The FPPAM cost increases are primarily being driven by higher costs to procure natural gas to operate generating stations, and summer power purchases to meet increasing demand. SRP is not alone in its experience with higher fuel costs and indeed many western United States utilities have also had to pay higher costs for fuel as well as substantial premiums to secure power resource capacity for the peak-demand summer months given the capacity shortage in the region.
SRP is a community-based not-for-profit utility that aims to keep prices as low as possible for customers. SRP customers pay among the lowest power prices in the western U.S., and part of customers’ monthly bills go toward helping SRP recover fuel and wholesale electricity costs. To learn more about the FPPAM and related pricing increases, SRP customers can visit its FPPAM FAQ webpage.

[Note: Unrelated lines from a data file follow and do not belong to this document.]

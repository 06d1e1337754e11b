use super::{ItemService, ItemSubmission, ItemWriteOutcome, UploadedFile};
use super::{item_groups_rows, no_group_admitted, quota_message, write_error};
use crate::api::error::AppError;
use crate::entities::{item_groups, items, prelude::*, users};
use crate::services::audit::{self, AuditEventType};
use crate::services::membership::MembershipService;
use crate::services::quota;
use crate::services::storage::{StoredObject, spawn_delete};
use crate::utils::validation::{collect_messages, size_in_mb};
use sea_orm::{ActiveModelTrait, ColumnTrait, EntityTrait, QueryFilter, Set, TransactionTrait};
use validator::Validate;

/// How the requested groups relate to the ones an item is already in.
#[derive(Debug, Default, PartialEq, Eq)]
pub(super) struct GroupDiff {
    pub kept: Vec<String>,
    pub added: Vec<String>,
    pub dropped: Vec<String>,
}

pub(super) fn diff_groups(current: &[String], requested: &[String]) -> GroupDiff {
    let mut diff = GroupDiff::default();
    for id in requested {
        if current.contains(id) {
            diff.kept.push(id.clone());
        } else {
            diff.added.push(id.clone());
        }
    }
    diff.dropped = current
        .iter()
        .filter(|id| !requested.contains(id))
        .cloned()
        .collect();
    diff
}

impl ItemService {
    /// Replaces an item's payload, details and groups. The previous payload
    /// is deleted only once the new state is committed.
    ///
    /// Admins editing any item are not charged against the creator's quota.
    pub async fn update_item(
        &self,
        actor: &users::Model,
        existing: &items::Model,
        submission: ItemSubmission,
    ) -> Result<ItemWriteOutcome, AppError> {
        let ItemSubmission {
            details,
            group_ids,
            file,
        } = submission;

        let file = file.ok_or_else(|| AppError::Validation("Please select a file.".to_string()))?;
        self.ensure_within_item_limit(&file).await?;
        details
            .validate()
            .map_err(|e| AppError::Validation(collect_messages(&e)))?;

        let stored = self
            .store
            .put(file.data.clone(), &file.content_type, &file.file_name)
            .await
            .map_err(|e| AppError::Internal(e.context("Failed to store item payload")))?;

        match self
            .apply_update(actor, existing, &details.name, &details.description, &group_ids, &file, &stored)
            .await
        {
            Ok((outcome, previous_key)) => {
                spawn_delete(self.store.clone(), previous_key);
                audit::record(
                    AuditEventType::ItemUpdate,
                    Some(&actor.id),
                    Some(&outcome.item.id),
                    if outcome.is_partial() { "partial" } else { "success" },
                );
                Ok(outcome)
            }
            Err(e) => {
                tracing::info!("Update of item {} rejected: {}", existing.id, e);
                spawn_delete(self.store.clone(), stored.key);
                Err(e)
            }
        }
    }

    #[allow(clippy::too_many_arguments)]
    async fn apply_update(
        &self,
        actor: &users::Model,
        existing: &items::Model,
        name: &str,
        description: &str,
        group_ids: &[String],
        file: &UploadedFile,
        stored: &StoredObject,
    ) -> Result<(ItemWriteOutcome, String), AppError> {
        let size = size_in_mb(file.data.len() as u64);
        let requested: Vec<String> = MembershipService::resolve_selection(&self.db, group_ids)
            .await?
            .into_iter()
            .map(|g| g.id)
            .collect();

        let txn = self.db.begin().await?;

        let current = Items::find_by_id(&existing.id)
            .one(&txn)
            .await?
            .ok_or_else(|| AppError::NotFound("Item not found".to_string()))?;

        // Admin edits leave the creator's charge as it was
        let charged_mb = if actor.is_admin {
            current.charged_mb
        } else {
            let owner = Users::find_by_id(&current.creator_id)
                .one(&txn)
                .await?
                .ok_or_else(|| AppError::NotFound("No such User Exists!".to_string()))?;
            if !quota::reserve_user_usage(&txn, &owner.id, size - current.charged_mb).await? {
                return Err(quota_message(&owner.username, owner.user_limit));
            }
            size
        };

        let current_groups: Vec<String> = ItemGroups::find()
            .filter(item_groups::Column::ItemId.eq(&current.id))
            .all(&txn)
            .await?
            .into_iter()
            .map(|link| link.group_id)
            .collect();

        let diff = diff_groups(&current_groups, &requested);
        let placement = quota::place_in_groups(&txn, &diff.added).await?;

        let mut included = diff.kept.clone();
        included.extend(placement.admitted.iter().cloned());
        if included.is_empty() {
            return Err(no_group_admitted());
        }

        let previous_key = current.object_key.clone();
        let mut active: items::ActiveModel = current.into();
        active.name = Set(name.to_string());
        active.description = Set(description.to_string());
        active.object_key = Set(stored.key.clone());
        active.url = Set(stored.url.clone());
        active.mime_type = Set(file.content_type.clone());
        active.file_name = Set(file.file_name.clone());
        active.size = Set(size);
        active.charged_mb = Set(charged_mb);
        active.last_access = Set(Some(chrono::Utc::now()));
        let item = active.update(&txn).await.map_err(|e| write_error(e, name))?;

        for group_id in &diff.dropped {
            quota::release_group_slot(&txn, group_id).await?;
        }

        ItemGroups::delete_many()
            .filter(item_groups::Column::ItemId.eq(&item.id))
            .exec(&txn)
            .await?;
        ItemGroups::insert_many(item_groups_rows(&item, &included))
            .exec_without_returning(&txn)
            .await?;

        txn.commit().await?;

        Ok((
            ItemWriteOutcome {
                item,
                skipped_groups: placement.full,
            },
            previous_key,
        ))
    }
}

#[cfg(test)]
mod tests {
    use super::*;

    fn ids(raw: &[&str]) -> Vec<String> {
        raw.iter().map(|s| s.to_string()).collect()
    }

    #[test]
    fn test_diff_groups() {
        let diff = diff_groups(&ids(&["a", "b"]), &ids(&["b", "c"]));
        assert_eq!(diff.kept, ids(&["b"]));
        assert_eq!(diff.added, ids(&["c"]));
        assert_eq!(diff.dropped, ids(&["a"]));
    }

    #[test]
    fn test_diff_groups_unchanged() {
        let diff = diff_groups(&ids(&["a"]), &ids(&["a"]));
        assert_eq!(diff.kept, ids(&["a"]));
        assert!(diff.added.is_empty());
        assert!(diff.dropped.is_empty());
    }
}
pub use super::admin_settings::Entity as AdminSettings;
pub use super::group_members::Entity as GroupMembers;
pub use super::groups::Entity as Groups;
pub use super::item_groups::Entity as ItemGroups;
pub use super::items::Entity as Items;
pub use super::sessions::Entity as Sessions;
pub use super::users::Entity as Users;
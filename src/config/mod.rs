use anyhow::Context;
use std::env;

/// Lowest value an admin may set the global item size ceiling to (MB)
pub const MIN_ITEM_SIZE_LIMIT_MB: i32 = 1;
/// Highest value an admin may set the global item size ceiling to (MB)
pub const MAX_ITEM_SIZE_LIMIT_MB: i32 = 10;

pub const MIN_USER_LIMIT_MB: i32 = 5;
pub const MAX_USER_LIMIT_MB: i32 = 25;
pub const DEFAULT_USER_LIMIT_MB: i32 = 10;

pub const MIN_GROUP_LIMIT: i32 = 10;
pub const DEFAULT_GROUP_LIMIT: i32 = 25;

/// Name of the group every account is enrolled in
pub const DEFAULT_GROUP_NAME: &str = "default";

/// Application configuration
#[derive(Debug, Clone)]
pub struct AppConfig {
    /// Secret used to sign session tokens
    pub session_secret: String,

    /// Session lifetime in minutes (default: 30)
    pub session_ttl_minutes: i64,

    /// Mark cookies `Secure` (default: false, enable behind TLS)
    pub secure_cookies: bool,

    /// Item size ceiling seeded into the admin settings on first start (default: 3 MB)
    pub default_item_size_limit_mb: i32,

    /// Account promoted to admin at startup, if both are set
    pub admin_username: Option<String>,
    pub admin_password: Option<String>,

    /// Allowed CORS Origins (comma separated)
    pub allowed_origins: Vec<String>,
}

impl Default for AppConfig {
    fn default() -> Self {
        Self {
            session_secret: "secret".to_string(),
            session_ttl_minutes: 30,
            secure_cookies: false,
            default_item_size_limit_mb: 3,
            admin_username: None,
            admin_password: None,
            allowed_origins: vec![
                "http://localhost:3000".to_string(),
                "http://127.0.0.1:3000".to_string(),
            ],
        }
    }
}

impl AppConfig {
    /// Load configuration from environment variables
    pub fn from_env() -> Self {
        let default = Self::default();

        Self {
            session_secret: env::var("SESSION_SECRET").unwrap_or(default.session_secret),

            session_ttl_minutes: env::var("SESSION_TTL_MINUTES")
                .ok()
                .and_then(|v| v.parse().ok())
                .unwrap_or(default.session_ttl_minutes),

            secure_cookies: env::var("SECURE_COOKIES")
                .map(|v| v.to_lowercase() == "true" || v == "1")
                .unwrap_or(default.secure_cookies),

            default_item_size_limit_mb: env::var("DEFAULT_ITEM_SIZE_LIMIT_MB")
                .ok()
                .and_then(|v| v.parse().ok())
                .map(|v: i32| v.clamp(MIN_ITEM_SIZE_LIMIT_MB, MAX_ITEM_SIZE_LIMIT_MB))
                .unwrap_or(default.default_item_size_limit_mb),

            admin_username: env::var("ADMIN_USERNAME").ok(),
            admin_password: env::var("ADMIN_PASSWORD").ok(),

            allowed_origins: env::var("ALLOWED_ORIGINS")
                .ok()
                .map(|v| v.split(',').map(|s| s.trim().to_string()).collect())
                .unwrap_or(default.allowed_origins),
        }
    }

    /// Create config for development (long sessions, plain cookies)
    pub fn development() -> Self {
        Self {
            session_ttl_minutes: 24 * 60,
            ..Self::default()
        }
    }

    /// Create config for production (secure cookies, secret required)
    pub fn production() -> anyhow::Result<Self> {
        let session_secret =
            env::var("SESSION_SECRET").context("CRITICAL: SESSION_SECRET must be set")?;
        Ok(Self {
            session_secret,
            secure_cookies: true,
            ..Self::from_env()
        })
    }

    /// Picks the profile named by `APP_ENV` (`production`, `development`),
    /// falling back to plain environment variables.
    pub fn for_environment() -> anyhow::Result<Self> {
        match env::var("APP_ENV").as_deref() {
            Ok("production") => Self::production(),
            Ok("development") => Ok(Self::development()),
            _ => Ok(Self::from_env()),
        }
    }

    /// Largest request body accepted on item routes: the highest possible
    /// item ceiling plus room for the multipart envelope.
    pub fn max_body_size(&self) -> usize {
        (MAX_ITEM_SIZE_LIMIT_MB as usize + 1) * 1024 * 1024
    }
}

#[cfg(test)]
mod tests {
    use super::*;

    #[test]
    fn test_default_config() {
        let config = AppConfig::default();
        assert_eq!(config.session_ttl_minutes, 30);
        assert_eq!(config.default_item_size_limit_mb, 3);
        assert!(!config.secure_cookies);
        assert!(config.admin_username.is_none());
    }

    #[test]
    fn test_development_config() {
        let config = AppConfig::development();
        assert_eq!(config.session_ttl_minutes, 24 * 60);
        assert!(!config.secure_cookies);
    }

    #[test]
    fn test_production_config() {
        unsafe { env::set_var("SESSION_SECRET", "test_secret") };
        let config = AppConfig::production().unwrap();
        unsafe { env::remove_var("SESSION_SECRET") };
        assert!(config.secure_cookies);
        assert_eq!(config.session_secret, "test_secret");
    }

    #[test]
    fn test_body_limit_covers_largest_item() {
        let config = AppConfig::default();
        assert!(config.max_body_size() > MAX_ITEM_SIZE_LIMIT_MB as usize * 1024 * 1024);
    }

    #[test]
    fn test_from_env_cors_fallback() {
        unsafe { env::remove_var("ALLOWED_ORIGINS") };
        let config = AppConfig::from_env();
        assert_eq!(config.allowed_origins, AppConfig::default().allowed_origins);
        assert!(!config.allowed_origins.contains(&"*".to_string()));
    }
}
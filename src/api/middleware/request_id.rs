use axum::{extract::Request, http::HeaderValue, middleware::Next, response::Response};
use uuid::Uuid;

pub const REQUEST_ID_HEADER: &str = "x-request-id";

/// Propagates the caller's `x-request-id`, or assigns one, and echoes it on
/// the response.
pub async fn request_id_middleware(mut req: Request, next: Next) -> Response {
    let request_id = req
        .headers()
        .get(REQUEST_ID_HEADER)
        .and_then(|v| v.to_str().ok())
        .and_then(|v| HeaderValue::from_str(v).ok())
        .unwrap_or_else(|| {
            HeaderValue::from_str(&Uuid::new_v4().to_string())
                .unwrap_or_else(|_| HeaderValue::from_static("unknown"))
        });

    req.headers_mut().insert(REQUEST_ID_HEADER, request_id.clone());

    let mut response = next.run(req).await;
    response.headers_mut().insert(REQUEST_ID_HEADER, request_id);
    response
}
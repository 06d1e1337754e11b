use super::{ItemService, ItemSubmission, ItemWriteOutcome, UploadedFile};
use super::{item_groups_rows, no_group_admitted, quota_message, write_error};
use crate::api::error::AppError;
use crate::entities::{items, prelude::*, users};
use crate::services::audit::{self, AuditEventType};
use crate::services::membership::MembershipService;
use crate::services::quota;
use crate::services::storage::{StoredObject, spawn_delete};
use crate::utils::validation::{collect_messages, size_in_mb};
use sea_orm::{ActiveModelTrait, EntityTrait, Set, TransactionTrait};
use validator::Validate;

impl ItemService {
    /// Stores the payload, then admits the item against the creator's MB
    /// quota (admins upload uncharged) and each selected group's item quota. Any rejection after the
    /// payload was stored schedules its deletion.
    pub async fn create_item(
        &self,
        actor: &users::Model,
        submission: ItemSubmission,
    ) -> Result<ItemWriteOutcome, AppError> {
        let ItemSubmission {
            details,
            group_ids,
            file,
        } = submission;

        let file = file.ok_or_else(|| AppError::Validation("Please select a file.".to_string()))?;
        self.ensure_within_item_limit(&file).await?;
        details
            .validate()
            .map_err(|e| AppError::Validation(collect_messages(&e)))?;

        let stored = self
            .store
            .put(file.data.clone(), &file.content_type, &file.file_name)
            .await
            .map_err(|e| AppError::Internal(e.context("Failed to store item payload")))?;

        match self
            .admit_new_item(actor, &details.name, &details.description, &group_ids, &file, &stored)
            .await
        {
            Ok(outcome) => {
                audit::record(
                    AuditEventType::ItemCreate,
                    Some(&actor.id),
                    Some(&outcome.item.id),
                    if outcome.is_partial() { "partial" } else { "success" },
                );
                Ok(outcome)
            }
            Err(e) => {
                tracing::info!("Item '{}' rejected: {}", details.name, e);
                spawn_delete(self.store.clone(), stored.key);
                Err(e)
            }
        }
    }

    async fn admit_new_item(
        &self,
        actor: &users::Model,
        name: &str,
        description: &str,
        group_ids: &[String],
        file: &UploadedFile,
        stored: &StoredObject,
    ) -> Result<ItemWriteOutcome, AppError> {
        let size = size_in_mb(file.data.len() as u64);
        let requested: Vec<String> = MembershipService::resolve_selection(&self.db, group_ids)
            .await?
            .into_iter()
            .map(|g| g.id)
            .collect();

        let txn = self.db.begin().await?;

        let owner = Users::find_by_id(&actor.id)
            .one(&txn)
            .await?
            .ok_or(AppError::Unauthenticated)?;
        let charged_mb = if owner.is_admin { 0 } else { size };
        if charged_mb > 0 && !quota::reserve_user_usage(&txn, &owner.id, charged_mb).await? {
            return Err(quota_message(&owner.username, owner.user_limit));
        }

        let placement = quota::place_in_groups(&txn, &requested).await?;
        if placement.admitted.is_empty() {
            return Err(no_group_admitted());
        }

        let now = chrono::Utc::now();
        let item = items::ActiveModel {
            id: Set(uuid::Uuid::new_v4().to_string()),
            name: Set(name.to_string()),
            description: Set(description.to_string()),
            object_key: Set(stored.key.clone()),
            url: Set(stored.url.clone()),
            mime_type: Set(file.content_type.clone()),
            file_name: Set(file.file_name.clone()),
            size: Set(size),
            charged_mb: Set(charged_mb),
            creator_id: Set(owner.id.clone()),
            creator_username: Set(owner.username.clone()),
            created_at: Set(now),
            last_access: Set(Some(now)),
        }
        .insert(&txn)
        .await
        .map_err(|e| write_error(e, name))?;

        ItemGroups::insert_many(item_groups_rows(&item, &placement.admitted))
            .exec_without_returning(&txn)
            .await?;

        txn.commit().await?;

        if placement.is_partial() {
            tracing::warn!(
                "Item {} placed in {} of {} groups",
                item.id,
                placement.admitted.len(),
                requested.len()
            );
        }

        Ok(ItemWriteOutcome {
            item,
            skipped_groups: placement.full,
        })
    }
}
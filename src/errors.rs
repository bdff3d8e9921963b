use std::fmt;
use std::time::Duration;

use thiserror::Error;

use crate::engine::DatabaseState;
use crate::restore::RestoreState;

/// Failure of a single call through the engine command interface.
///
/// Every variant is fatal for the run. Commands are never retried blindly
/// because a repeated FULL restore without re-reading state can double-apply.
#[derive(Error, Debug)]
pub enum EngineError {
    #[error("{0} executable not found in PATH. Please ensure the client tools are installed and in your PATH.")]
    ExecutableNotFound(&'static str),

    #[error("Failed to spawn {program} for {label}: {source}")]
    Spawn {
        program: String,
        label: String,
        #[source]
        source: std::io::Error,
    },

    #[error("Command '{label}' failed with status {status}: {stderr}")]
    Command {
        label: String,
        status: String,
        stdout: String,
        stderr: String,
    },

    #[error("Unexpected output from '{label}': {reason}")]
    Parse { label: String, reason: String },

    #[error("Invalid engine connection string: {0}")]
    ConnectionString(String),
}

/// Why a backup chain could not be formed.
#[derive(Error, Debug, Clone, PartialEq, Eq)]
pub enum ChainFailure {
    #[error("no FULL backup candidate available")]
    NoFullCandidate,

    #[error("{examined} DIFF candidate(s) examined but none is applicable to FULL backup {full_key}")]
    NoApplicableDiff { full_key: String, examined: usize },
}

#[derive(Error, Debug)]
pub enum RestoreError {
    #[error("Database '{database}' did not reach state {expected} within {waited:?}")]
    StateTimeout {
        database: String,
        expected: DatabaseState,
        waited: Duration,
    },

    #[error("Database '{database}' did not enter exclusive mode after {attempts} attempt(s)")]
    ExclusiveModeNotReached { database: String, attempts: u32 },

    #[error("Backup chain resolution failed: {0}")]
    ChainResolution(ChainFailure),

    #[error("Engine command failed: {0}")]
    Engine(#[from] EngineError),

    #[error("Database '{database}' is in unexpected state {state}. Reset it before running the restore.")]
    UnexpectedState {
        database: String,
        state: DatabaseState,
    },

    #[error("Backup retrieval failed: {0:#}")]
    Retrieval(anyhow::Error),
}

/// Error taxonomy used when reporting a failed run.
#[derive(Debug, Clone, Copy, PartialEq, Eq)]
pub enum ErrorCategory {
    TransientStateMismatch,
    ConnectionEvictionFailure,
    ChainResolutionFailure,
    EngineCommandFailure,
    UnexpectedDatabaseState,
    RetrievalFailure,
}

impl fmt::Display for ErrorCategory {
    fn fmt(&self, f: &mut fmt::Formatter<'_>) -> fmt::Result {
        let name = match self {
            ErrorCategory::TransientStateMismatch => "TransientStateMismatch",
            ErrorCategory::ConnectionEvictionFailure => "ConnectionEvictionFailure",
            ErrorCategory::ChainResolutionFailure => "ChainResolutionFailure",
            ErrorCategory::EngineCommandFailure => "EngineCommandFailure",
            ErrorCategory::UnexpectedDatabaseState => "UnexpectedDatabaseState",
            ErrorCategory::RetrievalFailure => "RetrievalFailure",
        };
        f.write_str(name)
    }
}

impl RestoreError {
    pub fn category(&self) -> ErrorCategory {
        match self {
            RestoreError::StateTimeout { .. } | RestoreError::ExclusiveModeNotReached { .. } => {
                ErrorCategory::TransientStateMismatch
            }
            RestoreError::ChainResolution(_) => ErrorCategory::ChainResolutionFailure,
            RestoreError::Engine(_) => ErrorCategory::EngineCommandFailure,
            RestoreError::UnexpectedState { .. } => ErrorCategory::UnexpectedDatabaseState,
            RestoreError::Retrieval(_) => ErrorCategory::RetrievalFailure,
        }
    }
}

/// Outcome of a run that stopped before `DONE`.
#[derive(Error, Debug)]
#[error("Restore failed during {state} [{}]: {source}", .source.category())]
pub struct RunFailure {
    pub state: RestoreState,
    #[source]
    pub source: RestoreError,
}

pub type Result<T, E = RestoreError> = std::result::Result<T, E>;
// restoretool/src/restore/chain.rs
use tracing::{error, info, warn};

use crate::engine::{Engine, Lsn};
use crate::errors::{ChainFailure, EngineError};
use crate::retrieval::{BackupDescriptor, BackupKind};

/// One FULL backup and at most one DIFF applicable to it.
#[derive(Debug, Clone, PartialEq, Eq)]
pub struct BackupChain {
    full: BackupDescriptor,
    diff: Option<BackupDescriptor>,
}

impl BackupChain {
    pub fn full(&self) -> &BackupDescriptor {
        &self.full
    }

    pub fn diff(&self) -> Option<&BackupDescriptor> {
        self.diff.as_ref()
    }
}

#[derive(Debug, Clone, PartialEq, Eq)]
pub enum ChainOutcome {
    Resolved(BackupChain),
    NoFullCandidate,
    NoApplicableDiff { full: BackupDescriptor, examined: usize },
}

impl ChainOutcome {
    pub fn into_chain(self) -> Result<BackupChain, ChainFailure> {
        match self {
            ChainOutcome::Resolved(chain) => Ok(chain),
            ChainOutcome::NoFullCandidate => Err(ChainFailure::NoFullCandidate),
            ChainOutcome::NoApplicableDiff { full, examined } => Err(ChainFailure::NoApplicableDiff {
                full_key: full.key().to_string(),
                examined,
            }),
        }
    }
}

/// Lineage rule: a DIFF applies to a FULL iff its first LSN is at or past
/// the FULL's differential base LSN.
pub fn is_applicable(full_differential_base: Lsn, diff_first: Lsn) -> bool {
    diff_first >= full_differential_base
}

/// Pairs the FULL candidate with the newest applicable DIFF candidate.
///
/// LSNs are read from the extracted artifacts through the engine, never
/// inferred from file names. DIFFs are scanned newest first and the scan
/// stops at the first applicable one. When DIFF candidates exist but none
/// applies, the outcome is `NoApplicableDiff` rather than a FULL-only chain.
pub async fn resolve_chain(
    engine: &dyn Engine,
    candidate_full: Option<BackupDescriptor>,
    candidate_diffs: Vec<BackupDescriptor>,
) -> Result<ChainOutcome, EngineError> {
    let Some(full) = candidate_full.filter(|f| f.kind() == BackupKind::Full) else {
        error!("No FULL backup candidate available");
        return Ok(ChainOutcome::NoFullCandidate);
    };

    let full_meta = engine.read_lsn_metadata(full.local_path()).await?;
    let full = full.with_lsn(full_meta);
    info!(
        key = full.key(),
        first_lsn = %full_meta.first_lsn,
        differential_base_lsn = ?full_meta.differential_base_lsn.map(|l| l.to_string()),
        "Read FULL backup header"
    );

    let mut diffs: Vec<BackupDescriptor> = candidate_diffs
        .into_iter()
        .filter(|d| {
            let is_diff = d.kind() == BackupKind::Diff;
            if !is_diff {
                warn!(key = d.key(), kind = %d.kind(), "Ignoring non-DIFF candidate");
            }
            is_diff
        })
        .collect();

    if diffs.is_empty() {
        info!(full = full.key(), "No DIFF candidates. Chain is FULL-only");
        return Ok(ChainOutcome::Resolved(BackupChain { full, diff: None }));
    }

    let Some(base) = full_meta.differential_base_lsn else {
        error!(
            full = full.key(),
            candidates = diffs.len(),
            "FULL backup carries no differential base LSN. No DIFF can be validated"
        );
        let examined = diffs.len();
        return Ok(ChainOutcome::NoApplicableDiff { full, examined });
    };

    diffs.sort_by(|a, b| b.key().cmp(a.key()));

    let mut examined = 0;
    for diff in diffs {
        examined += 1;
        let meta = engine.read_lsn_metadata(diff.local_path()).await?;
        if is_applicable(base, meta.first_lsn) {
            info!(
                full = full.key(),
                diff = diff.key(),
                first_lsn = %meta.first_lsn,
                differential_base_lsn = %base,
                "LSN validation successful. DIFF backup matches FULL backup"
            );
            let diff = diff.with_lsn(meta);
            return Ok(ChainOutcome::Resolved(BackupChain {
                full,
                diff: Some(diff),
            }));
        }
        warn!(
            diff = diff.key(),
            first_lsn = %meta.first_lsn,
            differential_base_lsn = %base,
            "LSN mismatch. DIFF backup is not applicable"
        );
    }

    error!(full = full.key(), examined, "No DIFF candidate is applicable to the FULL backup");
    Ok(ChainOutcome::NoApplicableDiff { full, examined })
}
// restoretool/src/logging.rs
use anyhow::{Context, Result};
use std::fs::{self, OpenOptions};
use std::path::Path;
use std::sync::Mutex;
use tracing_subscriber::{EnvFilter, layer::SubscriberExt, util::SubscriberInitExt};

const DEFAULT_LOG_LEVEL: &str = "info";

/// Installs the global subscriber: compact output on stdout, and a plain-text
/// copy appended to `log_file` when one is configured. `RUST_LOG` overrides
/// the default level.
pub fn init_tracing(log_file: Option<&Path>) -> Result<()> {
    let env_filter =
        EnvFilter::try_from_default_env().unwrap_or_else(|_| EnvFilter::new(DEFAULT_LOG_LEVEL));

    let file_layer = match log_file {
        Some(path) => {
            if let Some(parent) = path.parent().filter(|p| !p.as_os_str().is_empty()) {
                fs::create_dir_all(parent).with_context(|| {
                    format!("Failed to create log directory: {}", parent.display())
                })?;
            }
            let file = OpenOptions::new()
                .create(true)
                .append(true)
                .open(path)
                .with_context(|| format!("Failed to open log file: {}", path.display()))?;
            Some(
                tracing_subscriber::fmt::layer()
                    .with_ansi(false)
                    .with_target(false)
                    .with_writer(Mutex::new(file)),
            )
        }
        None => None,
    };

    tracing_subscriber::registry()
        .with(env_filter)
        .with(
            tracing_subscriber::fmt::layer()
                .compact()
                .with_level(true)
                .with_target(false),
        )
        .with(file_layer)
        .try_init()
        .context("Failed to install tracing subscriber")?;
    Ok(())
}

SRP is a community-based, not-for-profit public power utility and the largest electricity provider in the greater Phoenix metropolitan area, serving approximately 1.1 million customers. SRP provides water to about half of the Valley’s residents, delivering more than 244 billion gallons of water (750,000 acre-feet) each year, and manages a 13,000-square-mile watershed that includes an extensive system of reservoirs, wells, canals and irrigation laterals.